Democratic officials in Arizona are sweating over the upcoming results of the 2020 election audit, and have launched a pair of preemptive strikes against a report that could come as soon as next week according to Politico.
In a Thursday rebuttal, Secretary of State Katie Hobbs (D) tried to poke as many holes as possible in the audit - while also trying to reassure people that ballot equipment was tested before and after the election.
Hobbs called the GOP Senate-led effort "secretive and disorganized," and claimed that they routinely failed to follow best practices for an audit.
"All credible audits are characterized by controls, access, and transparency that allow for the processes and procedures to be replicated, if necessary," reads the rebuttal. "As this report has described, the review conducted by the Senate’s contractors has consistently lacked all three of these factors."
One Republican, Maricopa County recorder Stephen Richer, joined Hobbs with a lengthy rebuttal of his own - an open letter to state Republicans casting doubt on the credentials of the auditors, while also defending his own reputation.

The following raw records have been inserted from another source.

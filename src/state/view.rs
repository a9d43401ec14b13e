use std::collections::BTreeMap;
use std::sync::Arc;

use crate::action::{ActionKind, ActionPhase};
use crate::event_log::EventRecord;
use crate::model::{AggregateMetrics, SectorSummary, ShockEvent};
use crate::network::ConnectionState;

use super::reconciler::{AgentEntry, AgentMap, Reconciler};

/// Immutable snapshot of everything an observer may display.
///
/// Published once per engine step. Cloning is cheap: the agent map and
/// lists are shared with the engine until it next writes them.
#[derive(Debug, Clone, Default)]
pub struct MarketView {
    pub connection: ConnectionState,
    pub agents: AgentMap,
    pub metrics: AggregateMetrics,
    pub sectors: Arc<Vec<SectorSummary>>,
    pub active_shocks: Arc<Vec<ShockEvent>>,
    pub latest_shock: Option<ShockEvent>,
    /// Pulls applied so far; zero means no snapshot has loaded yet
    pub generation: u64,
    pub events: Vec<EventRecord>,
    pub actions: BTreeMap<ActionKind, ActionPhase>,
    pub last_pull_error: Option<String>,
}

impl MarketView {
    pub(crate) fn compose(
        connection: ConnectionState,
        reconciler: &Reconciler,
        events: Vec<EventRecord>,
        actions: BTreeMap<ActionKind, ActionPhase>,
        last_pull_error: Option<String>,
    ) -> Self {
        Self {
            connection,
            agents: Arc::clone(reconciler.agents()),
            metrics: reconciler.metrics(),
            sectors: Arc::clone(reconciler.sectors()),
            active_shocks: Arc::clone(reconciler.active_shocks()),
            latest_shock: reconciler.latest_shock().cloned(),
            generation: reconciler.generation(),
            events,
            actions,
            last_pull_error,
        }
    }

    /// Live data only while connected; otherwise this is the stale snapshot.
    pub fn is_live(&self) -> bool {
        self.connection.is_live()
    }

    pub fn is_loaded(&self) -> bool {
        self.generation > 0
    }

    pub fn agent(&self, id: &str) -> Option<&AgentEntry> {
        self.agents.get(id)
    }

    pub fn action(&self, kind: ActionKind) -> Option<&ActionPhase> {
        self.actions.get(&kind)
    }

    /// Agents ordered by absolute price change, largest first.
    pub fn top_movers(&self, limit: usize) -> Vec<&AgentEntry> {
        let mut movers: Vec<&AgentEntry> = self
            .agents
            .values()
            .filter(|entry| entry.price_change_pct().is_some())
            .collect();
        movers.sort_by(|a, b| {
            let a = a.price_change_pct().unwrap_or_default().abs();
            let b = b.price_change_pct().unwrap_or_default().abs();
            b.total_cmp(&a)
        });
        movers.truncate(limit);
        movers
    }
}

#[cfg(test)]
mod tests {
    use super::*;
    use crate::model::agent::sample_agent;
    use crate::model::{AgentPatch, AggregatePatch, MarketSnapshot};

    #[test]
    fn test_compose_shares_reconciler_state() {
        let mut rec = Reconciler::new();
        let mut flat = sample_agent("flat", 10.0);
        flat.price_change_pct = 0.5;
        let mut crash = sample_agent("crash", 10.0);
        crash.price_change_pct = -8.0;
        rec.apply_pull_snapshot(MarketSnapshot {
            tick_number: 4,
            total_market_cap: 20.0,
            cascade_probability: 0.4,
            active_shocks: vec![],
            agents: vec![flat, crash],
            sectors: vec![],
        });
        rec.apply_push_tick(
            &[AgentPatch {
                price_change_pct: Some(3.0),
                ..AgentPatch::new("partial")
            }],
            AggregatePatch::default(),
        );

        let view = MarketView::compose(
            ConnectionState::Connected,
            &rec,
            vec![],
            BTreeMap::new(),
            None,
        );

        assert!(view.is_live());
        assert!(view.is_loaded());
        assert!(Arc::ptr_eq(&view.agents, rec.agents()));

        let movers: Vec<&str> = view.top_movers(2).into_iter().map(AgentEntry::id).collect();
        assert_eq!(movers, vec!["crash", "partial"]);
    }

    #[test]
    fn test_default_view_is_stale_and_empty() {
        let view = MarketView::default();
        assert!(!view.is_live());
        assert!(!view.is_loaded());
        assert!(view.agents.is_empty());
    }
}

"I will keep fighting for conservatism, and there are many things I would do for the Republican candidate for President, but I won’t lie about the election, and I will not unjustifiably turn my back on the employees of the Board of Supervisors, Recorder’s Office, and Elections Department — my colleagues and friends," he wrote.
Since late April, contractors hired by the Republican-controlled state Senate have been reviewing all the ballots cast in Maricopa County, which President Joe Biden won en route to flipping the state, along with examining election equipment.
The process was initially supposed to take 60 days, but has stretched on well past that. Julie Fischer, a “deputy Senate liaison” for the effort, told POLITICO that the contractors’ report — the firm leading the effort is called Cyber Ninjas — is expected to be submitted to the state Senate on Monday, and a hearing will be scheduled after that.
Election officials in the state have opposed it nearly every step of the way, including Richer, Hobbs and the GOP-controlled Maricopa County Board of Supervisors. -Politico
"The only thing that has been consistent about this endeavor has been missed deadlines and having to walk back statements," said Richer at a Thursday presser, adding "Please look into it before taking whatever the Cyber Ninjas produce as gospel."